Wednesday, April 10, 2013

I -- Imagination Inspires Invention

I had a teacher in high school who said that science fiction always precedes science. Always. What it boils down to is that the idea precedes the product. As writers we produce creative ideas by the ton. That doesn't mean that all of them are going to fly, but there is a chance that one will stick in the craw of the right scientist or inventor somewhere along the line.

For example, the Great Bird of the Galaxy, Gene Roddenberry, gave us the original Star Trek television series and within that the small, handheld communicator. Within 30 years we had them and called them and called them cell phones. In less than 50 years we have rocketed past mere communication devices and added music, videos, games, maps, Internet, books, and, well, we seem to be hot on the trail of fitting the entire bridge into a handheld device.

If H.G. Wells had not sent a man to the moon, would someone have become obsessed with actually doing it? If he hadn't created a time machine, would people still be trying to do it today?

The other half of this formula is believing that the impossible can be achieved. Many years ago I was working at IBM. A software engineer I worked with told me that personal computers couldn't go any further than where they had gone in the mid 1980s. This was because of the problem with the processor overheating. I could still see the future though and seriously doubted his negativity.

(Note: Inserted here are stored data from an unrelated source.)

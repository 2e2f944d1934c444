// Copyright (C) 2026 Fred Clausen
// Use of this source code is governed by an MIT-style
// license that can be found in the LICENSE file or at
// https://opensource.org/licenses/MIT.

//! The closed set of RPC operations.

use std::str::FromStr;

use confreview_domain::{NotificationSetting, TeamRole};

use crate::error::ServiceError;

/// One RPC operation, named on the wire by [`Operation::as_str`].
#[derive(Debug, Clone, Copy, PartialEq, Eq, Hash, PartialOrd, Ord)]
pub enum Operation {
    // Conference setup
    /// Change or read the reviewing mode.
    ChangeReviewingMode,
    /// Change or read the verdicts judgements may use.
    ChangeStates,
    /// Change or read the content reviewing questions.
    ChangeQuestions,
    /// Change or read the layout criteria.
    ChangeCriteria,
    /// Delete a paper template.
    DeleteTemplate,
    /// Change or read the competences of a user.
    ChangeCompetences,
    /// Change or read a conference default due date.
    ChangeDefaultDueDate,
    /// Change or read the abstract reviewer default due date.
    ChangeAbstractReviewerDefaultDueDate,
    /// List the types, tracks or sessions used by contributions.
    AttributeList,
    /// List contributions having one of the selected attributes.
    ContributionsIdPerSelectedAttribute,
    /// List a team with its competences.
    UserCompetencesList,

    // Assignment
    AssignReferee,
    RemoveReferee,
    AssignEditor,
    RemoveEditor,
    AddReviewer,
    RemoveReviewer,
    RemoveAllReviewers,

    // Notification toggles
    PrmEmailNotif,
    RefereeEmailNotif,
    EditorEmailNotif,
    ReviewerEmailNotif,
    RefereeEmailNotifForContribution,
    EditorEmailNotifForContribution,
    ReviewerEmailNotifForContribution,
    RefereeEmailJudgementNotif,
    EditorEmailJudgementNotif,
    ReviewerEmailJudgementNotif,
    AuthorSubmittedMatRefereeNotif,
    AuthorSubmittedMatEditorNotif,
    AuthorSubmittedMatReviewerNotif,

    // Teams
    AssignTeamPrm,
    RemoveTeamPrm,
    AssignTeamReferee,
    RemoveTeamReferee,
    AssignTeamEditor,
    RemoveTeamEditor,
    AssignTeamReviewer,
    RemoveTeamReviewer,

    // Contribution judgements
    ContributionChangeDueDate,
    ContributionChangeComments,
    ContributionChangeJudgement,
    ContributionChangeCriteria,
    ContributionGetCriteria,
    ContributionSetSubmitted,

    // Attachments
    ListFolders,
    CreateFolder,
    AddAttachment,
}

impl Operation {
    /// Every operation, in registration order.
    pub const ALL: [Self; 48] = [
        Self::ChangeReviewingMode,
        Self::ChangeStates,
        Self::ChangeQuestions,
        Self::ChangeCriteria,
        Self::DeleteTemplate,
        Self::ChangeCompetences,
        Self::ChangeDefaultDueDate,
        Self::ChangeAbstractReviewerDefaultDueDate,
        Self::AttributeList,
        Self::ContributionsIdPerSelectedAttribute,
        Self::UserCompetencesList,
        Self::AssignReferee,
        Self::RemoveReferee,
        Self::AssignEditor,
        Self::RemoveEditor,
        Self::AddReviewer,
        Self::RemoveReviewer,
        Self::RemoveAllReviewers,
        Self::PrmEmailNotif,
        Self::RefereeEmailNotif,
        Self::EditorEmailNotif,
        Self::ReviewerEmailNotif,
        Self::RefereeEmailNotifForContribution,
        Self::EditorEmailNotifForContribution,
        Self::ReviewerEmailNotifForContribution,
        Self::RefereeEmailJudgementNotif,
        Self::EditorEmailJudgementNotif,
        Self::ReviewerEmailJudgementNotif,
        Self::AuthorSubmittedMatRefereeNotif,
        Self::AuthorSubmittedMatEditorNotif,
        Self::AuthorSubmittedMatReviewerNotif,
        Self::AssignTeamPrm,
        Self::RemoveTeamPrm,
        Self::AssignTeamReferee,
        Self::RemoveTeamReferee,
        Self::AssignTeamEditor,
        Self::RemoveTeamEditor,
        Self::AssignTeamReviewer,
        Self::RemoveTeamReviewer,
        Self::ContributionChangeDueDate,
        Self::ContributionChangeComments,
        Self::ContributionChangeJudgement,
        Self::ContributionChangeCriteria,
        Self::ContributionGetCriteria,
        Self::ContributionSetSubmitted,
        Self::ListFolders,
        Self::CreateFolder,
        Self::AddAttachment,
    ];

    /// The wire name of this operation.
    #[must_use]
    pub const fn as_str(&self) -> &'static str {
        match self {
            Self::ChangeReviewingMode => "conference.changeReviewingMode",
            Self::ChangeStates => "conference.changeStates",
            Self::ChangeQuestions => "conference.changeQuestions",
            Self::ChangeCriteria => "conference.changeCriteria",
            Self::DeleteTemplate => "conference.deleteTemplate",
            Self::ChangeCompetences => "conference.changeCompetences",
            Self::ChangeDefaultDueDate => "conference.changeDefaultDueDate",
            Self::ChangeAbstractReviewerDefaultDueDate => {
                "conference.changeAbstractReviewerDefaultDueDate"
            }
            Self::AttributeList => "conference.attributeList",
            Self::ContributionsIdPerSelectedAttribute => {
                "conference.contributionsIdPerSelectedAttribute"
            }
            Self::UserCompetencesList => "conference.userCompetencesList",
            Self::AssignReferee => "conference.assignReferee",
            Self::RemoveReferee => "conference.removeReferee",
            Self::AssignEditor => "conference.assignEditor",
            Self::RemoveEditor => "conference.removeEditor",
            Self::AddReviewer => "conference.addReviewer",
            Self::RemoveReviewer => "conference.removeReviewer",
            Self::RemoveAllReviewers => "conference.removeAllReviewers",
            Self::PrmEmailNotif => "conference.PRMEmailNotif",
            Self::RefereeEmailNotif => "conference.RefereeEmailNotif",
            Self::EditorEmailNotif => "conference.EditorEmailNotif",
            Self::ReviewerEmailNotif => "conference.ReviewerEmailNotif",
            Self::RefereeEmailNotifForContribution => "conference.RefereeEmailNotifForContribution",
            Self::EditorEmailNotifForContribution => "conference.EditorEmailNotifForContribution",
            Self::ReviewerEmailNotifForContribution => {
                "conference.ReviewerEmailNotifForContribution"
            }
            Self::RefereeEmailJudgementNotif => "conference.RefereeEmailJudgementNotif",
            Self::EditorEmailJudgementNotif => "conference.EditorEmailJudgementNotif",
            Self::ReviewerEmailJudgementNotif => "conference.ReviewerEmailJudgementNotif",
            Self::AuthorSubmittedMatRefereeNotif => "conference.AuthorSubmittedMatRefereeNotif",
            Self::AuthorSubmittedMatEditorNotif => "conference.AuthorSubmittedMatEditorNotif",
            Self::AuthorSubmittedMatReviewerNotif => "conference.AuthorSubmittedMatReviewerNotif",
            Self::AssignTeamPrm => "conference.assignTeamPRM",
            Self::RemoveTeamPrm => "conference.removeTeamPRM",
            Self::AssignTeamReferee => "conference.assignTeamReferee",
            Self::RemoveTeamReferee => "conference.removeTeamReferee",
            Self::AssignTeamEditor => "conference.assignTeamEditor",
            Self::RemoveTeamEditor => "conference.removeTeamEditor",
            Self::AssignTeamReviewer => "conference.assignTeamReviewer",
            Self::RemoveTeamReviewer => "conference.removeTeamReviewer",
            Self::ContributionChangeDueDate => "contribution.changeDueDate",
            Self::ContributionChangeComments => "contribution.changeComments",
            Self::ContributionChangeJudgement => "contribution.changeJudgement",
            Self::ContributionChangeCriteria => "contribution.changeCriteria",
            Self::ContributionGetCriteria => "contribution.getCriteria",
            Self::ContributionSetSubmitted => "contribution.setSubmitted",
            Self::ListFolders => "attachments.listFolders",
            Self::CreateFolder => "attachments.createFolder",
            Self::AddAttachment => "attachments.addAttachment",
        }
    }

    /// The notification setting toggled by this operation, if it is a toggle.
    #[must_use]
    pub const fn notification_setting(&self) -> Option<NotificationSetting> {
        let setting: NotificationSetting = match self {
            Self::PrmEmailNotif => NotificationSetting::PaperReviewManagerTeam,
            Self::RefereeEmailNotif => NotificationSetting::RefereeTeam,
            Self::EditorEmailNotif => NotificationSetting::EditorTeam,
            Self::ReviewerEmailNotif => NotificationSetting::ReviewerTeam,
            Self::RefereeEmailNotifForContribution => NotificationSetting::RefereeForContribution,
            Self::EditorEmailNotifForContribution => NotificationSetting::EditorForContribution,
            Self::ReviewerEmailNotifForContribution => NotificationSetting::ReviewerForContribution,
            Self::RefereeEmailJudgementNotif => NotificationSetting::RefereeJudgement,
            Self::EditorEmailJudgementNotif => NotificationSetting::EditorJudgement,
            Self::ReviewerEmailJudgementNotif => NotificationSetting::ReviewerJudgement,
            Self::AuthorSubmittedMatRefereeNotif => {
                NotificationSetting::AuthorSubmittedMaterialReferee
            }
            Self::AuthorSubmittedMatEditorNotif => {
                NotificationSetting::AuthorSubmittedMaterialEditor
            }
            Self::AuthorSubmittedMatReviewerNotif => {
                NotificationSetting::AuthorSubmittedMaterialReviewer
            }
            _ => return None,
        };
        Some(setting)
    }

    /// The team changed by this operation, if it is a team operation.
    #[must_use]
    pub const fn team_role(&self) -> Option<TeamRole> {
        match self {
            Self::AssignTeamPrm | Self::RemoveTeamPrm => Some(TeamRole::PaperReviewManager),
            Self::AssignTeamReferee | Self::RemoveTeamReferee => Some(TeamRole::Referee),
            Self::AssignTeamEditor | Self::RemoveTeamEditor => Some(TeamRole::Editor),
            Self::AssignTeamReviewer | Self::RemoveTeamReviewer => Some(TeamRole::Reviewer),
            _ => None,
        }
    }
}

impl FromStr for Operation {
    type Err = ServiceError;

    fn from_str(s: &str) -> Result<Self, Self::Err> {
        Self::ALL
            .iter()
            .copied()
            .find(|op| op.as_str() == s)
            .ok_or_else(|| ServiceError::unknown_operation(s))
    }
}

impl std::fmt::Display for Operation {
    fn fmt(&self, f: &mut std::fmt::Formatter<'_>) -> std::fmt::Result {
        write!(f, "{}", self.as_str())
    }
}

In case you hadn't noticed, we have gone far beyond those old dinosaur computers. So what happened? Just a little thing called superconductivity. Experiments in attempts to reach absolute zero achieved surprising results that led to technology solving the problem with the computers of the day.

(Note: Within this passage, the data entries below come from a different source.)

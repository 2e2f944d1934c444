// Copyright (C) 2026 Fred Clausen
// Use of this source code is governed by an MIT-style
// license that can be found in the LICENSE file or at
// https://opensource.org/licenses/MIT.

//! Database backend-specific code.
//!
//! This module isolates initialization, migration and helper functions
//! that cannot be expressed in Diesel DSL. Only `SQLite` is supported.

pub mod sqlite;

use diesel::{Connection, SqliteConnection};

use crate::error::PersistenceError;

/// Trait for backend-specific operations.
///
/// Persistence code calls these through the connection so that the raw SQL
/// they need stays inside this module.
pub trait PersistenceBackend: Connection {
    /// Retrieves the last inserted row ID.
    ///
    /// # Errors
    ///
    /// Returns an error if the query fails.
    fn get_last_insert_rowid(&mut self) -> Result<i64, PersistenceError>;

    /// Verifies that foreign key enforcement is enabled.
    ///
    /// # Errors
    ///
    /// Returns an error if foreign key enforcement is not enabled.
    fn verify_foreign_key_enforcement(&mut self) -> Result<(), PersistenceError>;
}

impl PersistenceBackend for SqliteConnection {
    fn get_last_insert_rowid(&mut self) -> Result<i64, PersistenceError> {
        sqlite::get_last_insert_rowid(self)
    }

    fn verify_foreign_key_enforcement(&mut self) -> Result<(), PersistenceError> {
        sqlite::verify_foreign_key_enforcement(self)
    }
}
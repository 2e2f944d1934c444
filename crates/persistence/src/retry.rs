// Copyright (C) 2026 Fred Clausen
// Use of this source code is governed by an MIT-style
// license that can be found in the LICENSE file or at
// https://opensource.org/licenses/MIT.

//! Retrying operations that lose a write conflict.

use tracing::warn;

use crate::error::PersistenceError;

/// Number of attempts made before a conflict is reported to the caller.
pub const MAX_CONFLICT_ATTEMPTS: u32 = 10;

/// Runs `op`, re-running it immediately while it fails with
/// [`PersistenceError::Conflict`].
///
/// At most `max_attempts` runs are made; the conflict from the last run is
/// returned unchanged. Any other error is returned on first occurrence.
/// A `max_attempts` of zero behaves like one.
///
/// # Errors
///
/// Returns the error of the final attempt.
pub fn with_conflict_retry<T, F>(max_attempts: u32, mut op: F) -> Result<T, PersistenceError>
where
    F: FnMut() -> Result<T, PersistenceError>,
{
    let mut attempt: u32 = 1;
    loop {
        match op() {
            Err(PersistenceError::Conflict(message)) if attempt < max_attempts => {
                warn!(attempt, max_attempts, %message, "Write conflict, retrying");
                attempt += 1;
            }
            result => return result,
        }
    }
}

Many writers also have a background in science. Kathy Reichs actually is a forensic anthropologist. Michael Crichton studied medicine and science at Harvard. Arthur C. Clarke was an inventor who won an award for creating a satellite communication system in the 1960s. Isaac Asimov was a professor of biochemistry.

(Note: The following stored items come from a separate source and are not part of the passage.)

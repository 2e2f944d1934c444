// Copyright (C) 2026 Fred Clausen
// Use of this source code is governed by an MIT-style
// license that can be found in the LICENSE file or at
// https://opensource.org/licenses/MIT.

use crate::error::DomainError;
use crate::folders::{Folders, LinkedObject};
use crate::review_manager::ReviewManager;
use crate::types::{
    AttributeKind, AttributeRef, ContributionId, ConferenceId, NotificationSetting, ReviewRole,
    ReviewingMode, TeamRole, UserId,
};
use serde::{Deserialize, Serialize};
use std::collections::{BTreeMap, BTreeSet};
use time::PrimitiveDateTime;

/// Verdicts a new conference review accepts.
pub const DEFAULT_STATES: [&str; 3] = ["Accept", "To be corrected", "Reject"];

/// A paper template uploaded for authors.
#[derive(Debug, Clone, PartialEq, Eq, Serialize, Deserialize)]
pub struct Template {
    pub id: String,
    pub name: String,
    #[serde(default)]
    pub description: String,
    #[serde(default)]
    pub format: String,
}

/// A contribution (paper) submitted to a conference.
#[derive(Debug, Clone, PartialEq, Eq, Serialize, Deserialize)]
pub struct Contribution {
    pub id: ContributionId,
    pub title: String,
    #[serde(default)]
    pub contribution_type: Option<AttributeRef>,
    #[serde(default)]
    pub track: Option<AttributeRef>,
    #[serde(default)]
    pub session: Option<AttributeRef>,
    #[serde(default)]
    pub review_manager: ReviewManager,
}

impl Contribution {
    #[must_use]
    pub fn new(id: ContributionId, title: &str) -> Self {
        Self {
            id,
            title: title.to_string(),
            contribution_type: None,
            track: None,
            session: None,
            review_manager: ReviewManager::new(),
        }
    }

    /// Returns the attribute of the given kind, if set.
    #[must_use]
    pub const fn attribute(&self, kind: AttributeKind) -> Option<&AttributeRef> {
        match kind {
            AttributeKind::Type => self.contribution_type.as_ref(),
            AttributeKind::Track => self.track.as_ref(),
            AttributeKind::Session => self.session.as_ref(),
        }
    }
}

/// Paper reviewing configuration of a conference.
#[derive(Debug, Clone, PartialEq, Eq, Serialize, Deserialize)]
#[serde(default)]
pub struct ConferenceReview {
    pub mode: ReviewingMode,
    pub states: Vec<String>,
    pub reviewing_questions: Vec<String>,
    pub layout_criteria: Vec<String>,
    pub templates: BTreeMap<String, Template>,
    pub competences: BTreeMap<UserId, Vec<String>>,
    pub default_referee_due_date: Option<PrimitiveDateTime>,
    pub default_editor_due_date: Option<PrimitiveDateTime>,
    pub default_reviewer_due_date: Option<PrimitiveDateTime>,
    pub default_abstract_reviewer_due_date: Option<PrimitiveDateTime>,
    pub notifications: BTreeSet<NotificationSetting>,
    pub paper_review_managers: BTreeSet<UserId>,
    pub referees: BTreeSet<UserId>,
    pub editors: BTreeSet<UserId>,
    pub reviewers: BTreeSet<UserId>,
}

impl Default for ConferenceReview {
    fn default() -> Self {
        Self {
            mode: ReviewingMode::default(),
            states: DEFAULT_STATES.iter().map(ToString::to_string).collect(),
            reviewing_questions: Vec::new(),
            layout_criteria: Vec::new(),
            templates: BTreeMap::new(),
            competences: BTreeMap::new(),
            default_referee_due_date: None,
            default_editor_due_date: None,
            default_reviewer_due_date: None,
            default_abstract_reviewer_due_date: None,
            notifications: BTreeSet::new(),
            paper_review_managers: BTreeSet::new(),
            referees: BTreeSet::new(),
            editors: BTreeSet::new(),
            reviewers: BTreeSet::new(),
        }
    }
}

impl ConferenceReview {
    /// Returns the roster of a team.
    #[must_use]
    pub const fn team(&self, role: TeamRole) -> &BTreeSet<UserId> {
        match role {
            TeamRole::PaperReviewManager => &self.paper_review_managers,
            TeamRole::Referee => &self.referees,
            TeamRole::Editor => &self.editors,
            TeamRole::Reviewer => &self.reviewers,
        }
    }

    pub const fn team_mut(&mut self, role: TeamRole) -> &mut BTreeSet<UserId> {
        match role {
            TeamRole::PaperReviewManager => &mut self.paper_review_managers,
            TeamRole::Referee => &mut self.referees,
            TeamRole::Editor => &mut self.editors,
            TeamRole::Reviewer => &mut self.reviewers,
        }
    }

    #[must_use]
    pub const fn default_due_date(&self, role: ReviewRole) -> Option<PrimitiveDateTime> {
        match role {
            ReviewRole::Referee => self.default_referee_due_date,
            ReviewRole::Editor => self.default_editor_due_date,
            ReviewRole::Reviewer => self.default_reviewer_due_date,
        }
    }

    pub const fn set_default_due_date(&mut self, role: ReviewRole, date: PrimitiveDateTime) {
        match role {
            ReviewRole::Referee => self.default_referee_due_date = Some(date),
            ReviewRole::Editor => self.default_editor_due_date = Some(date),
            ReviewRole::Reviewer => self.default_reviewer_due_date = Some(date),
        }
    }

    #[must_use]
    pub fn is_enabled(&self, setting: NotificationSetting) -> bool {
        self.notifications.contains(&setting)
    }

    /// Enables or disables a notification setting.
    pub fn set_notification(&mut self, setting: NotificationSetting, enabled: bool) {
        if enabled {
            self.notifications.insert(setting);
        } else {
            self.notifications.remove(&setting);
        }
    }

    /// Returns the competences recorded for a user.
    #[must_use]
    pub fn competences_of(&self, user: &UserId) -> &[String] {
        self.competences.get(user).map_or(&[], Vec::as_slice)
    }

    /// The criteria a judgement of the given role answers.
    ///
    /// Editors answer layout criteria; referees and reviewers answer the
    /// reviewing questions.
    #[must_use]
    pub fn criteria_for(&self, role: ReviewRole) -> &[String] {
        match role {
            ReviewRole::Editor => &self.layout_criteria,
            ReviewRole::Referee | ReviewRole::Reviewer => &self.reviewing_questions,
        }
    }

    /// Removes a template.
    ///
    /// # Errors
    ///
    /// Returns an error if the template does not exist.
    pub fn delete_template(&mut self, id: &str) -> Result<Template, DomainError> {
        self.templates
            .remove(id)
            .ok_or_else(|| DomainError::TemplateNotFound(id.to_string()))
    }
}

/// The conference aggregate: reviewing configuration, contributions and folders.
///
/// Every state change in the service is applied to a whole conference and
/// persisted as one snapshot.
#[derive(Debug, Clone, PartialEq, Eq, Serialize, Deserialize)]
pub struct Conference {
    pub id: ConferenceId,
    pub title: String,
    #[serde(default)]
    pub paper_reviewing_enabled: bool,
    #[serde(default)]
    pub protected: bool,
    #[serde(default)]
    pub access_list: BTreeSet<UserId>,
    #[serde(default)]
    pub managers: BTreeSet<UserId>,
    #[serde(default)]
    pub abstract_managers: BTreeSet<UserId>,
    #[serde(default)]
    pub people: BTreeMap<UserId, String>,
    #[serde(default)]
    pub review: ConferenceReview,
    #[serde(default)]
    pub contributions: BTreeMap<ContributionId, Contribution>,
    #[serde(default)]
    pub folders: Folders,
}

impl Conference {
    #[must_use]
    pub fn new(id: ConferenceId, title: &str) -> Self {
        Self {
            id,
            title: title.to_string(),
            paper_reviewing_enabled: true,
            protected: false,
            access_list: BTreeSet::new(),
            managers: BTreeSet::new(),
            abstract_managers: BTreeSet::new(),
            people: BTreeMap::new(),
            review: ConferenceReview::default(),
            contributions: BTreeMap::new(),
            folders: Folders::new(),
        }
    }

    /// Adds or replaces a contribution.
    pub fn add_contribution(&mut self, contribution: Contribution) {
        self.contributions
            .insert(contribution.id.clone(), contribution);
    }

    /// Looks up a contribution.
    ///
    /// # Errors
    ///
    /// Returns an error if the contribution does not exist.
    pub fn contribution(&self, id: &ContributionId) -> Result<&Contribution, DomainError> {
        self.contributions
            .get(id)
            .ok_or_else(|| DomainError::ContributionNotFound(id.to_string()))
    }

    /// Looks up a contribution for editing.
    ///
    /// # Errors
    ///
    /// Returns an error if the contribution does not exist.
    pub fn contribution_mut(
        &mut self,
        id: &ContributionId,
    ) -> Result<&mut Contribution, DomainError> {
        self.contributions
            .get_mut(id)
            .ok_or_else(|| DomainError::ContributionNotFound(id.to_string()))
    }

    /// Holds generic modification rights on the conference.
    #[must_use]
    pub fn is_manager(&self, user: &UserId) -> bool {
        self.managers.contains(user)
    }

    #[must_use]
    pub fn is_abstract_manager(&self, user: &UserId) -> bool {
        self.abstract_managers.contains(user)
    }

    #[must_use]
    pub fn is_paper_review_manager(&self, user: &UserId) -> bool {
        self.review.paper_review_managers.contains(user)
    }

    /// Returns whether the user may access the conference itself.
    #[must_use]
    pub fn can_access(&self, user: Option<&UserId>) -> bool {
        if !self.protected {
            return true;
        }
        user.is_some_and(|u| self.access_list.contains(u) || self.is_manager(u))
    }

    /// Display name of a user, falling back to the identifier.
    #[must_use]
    pub fn display_name<'a>(&'a self, user: &'a UserId) -> &'a str {
        self.people.get(user).map_or(user.as_str(), String::as_str)
    }

    /// Contributions on which the user currently holds a role.
    #[must_use]
    pub fn contributions_held_by(&self, role: ReviewRole, user: &UserId) -> Vec<ContributionId> {
        self.contributions
            .values()
            .filter(|c| c.review_manager.holds(role, user))
            .map(|c| c.id.clone())
            .collect()
    }

    /// Contributions the user referees.
    #[must_use]
    pub fn judged_contributions(&self, user: &UserId) -> Vec<ContributionId> {
        self.contributions_held_by(ReviewRole::Referee, user)
    }

    /// Contributions the user edits.
    #[must_use]
    pub fn edited_contributions(&self, user: &UserId) -> Vec<ContributionId> {
        self.contributions_held_by(ReviewRole::Editor, user)
    }

    /// Contributions the user reviews.
    #[must_use]
    pub fn reviewed_contributions(&self, user: &UserId) -> Vec<ContributionId> {
        self.contributions_held_by(ReviewRole::Reviewer, user)
    }

    /// Distinct attributes of a kind used by the contributions, in
    /// contribution order.
    #[must_use]
    pub fn attributes(&self, kind: AttributeKind) -> Vec<&AttributeRef> {
        let mut found: Vec<&AttributeRef> = Vec::new();
        for contribution in self.contributions.values() {
            if let Some(attribute) = contribution.attribute(kind)
                && !found.iter().any(|a| a.id == attribute.id)
            {
                found.push(attribute);
            }
        }
        found
    }

    /// Contributions whose attribute of `kind` is one of `selected`.
    #[must_use]
    pub fn contributions_with_attribute(
        &self,
        kind: AttributeKind,
        selected: &[String],
    ) -> Vec<ContributionId> {
        self.contributions
            .values()
            .filter(|c| {
                c.attribute(kind)
                    .is_some_and(|a| selected.iter().any(|s| s == &a.id))
            })
            .map(|c| c.id.clone())
            .collect()
    }

    /// Whether the user may view the folders of an object.
    #[must_use]
    pub fn parent_access(&self, link: &LinkedObject, user: Option<&UserId>) -> bool {
        match link {
            LinkedObject::Conference => self.can_access(user),
            LinkedObject::Contribution(id) => {
                self.contributions.contains_key(id) && self.can_access(user)
            }
        }
    }

    /// Checks the invariants that hold for every stored conference.
    ///
    /// # Errors
    ///
    /// Returns the first folder constraint that is violated, or
    /// [`DomainError::ContributionNotFound`] for a folder linked to a
    /// contribution the conference does not have.
    pub fn validate(&self) -> Result<(), DomainError> {
        self.folders.validate()?;
        for folder in self.folders.all() {
            if let LinkedObject::Contribution(id) = &folder.link {
                self.contribution(id)?;
            }
        }
        Ok(())
    }
}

The thought processes between writers and scientists seem to have a lot in common. We are the people who ask "what if?" and then spend time figuring out how that would work. We just have different levels of bringing these ideas to fruition.

As writers we are always creating -- even the future.

1 comment:

  1. Thank you for sharing a very thought provoking post...and you are spot on about the mobile phones and Star Trek, seems quite unbelievable really.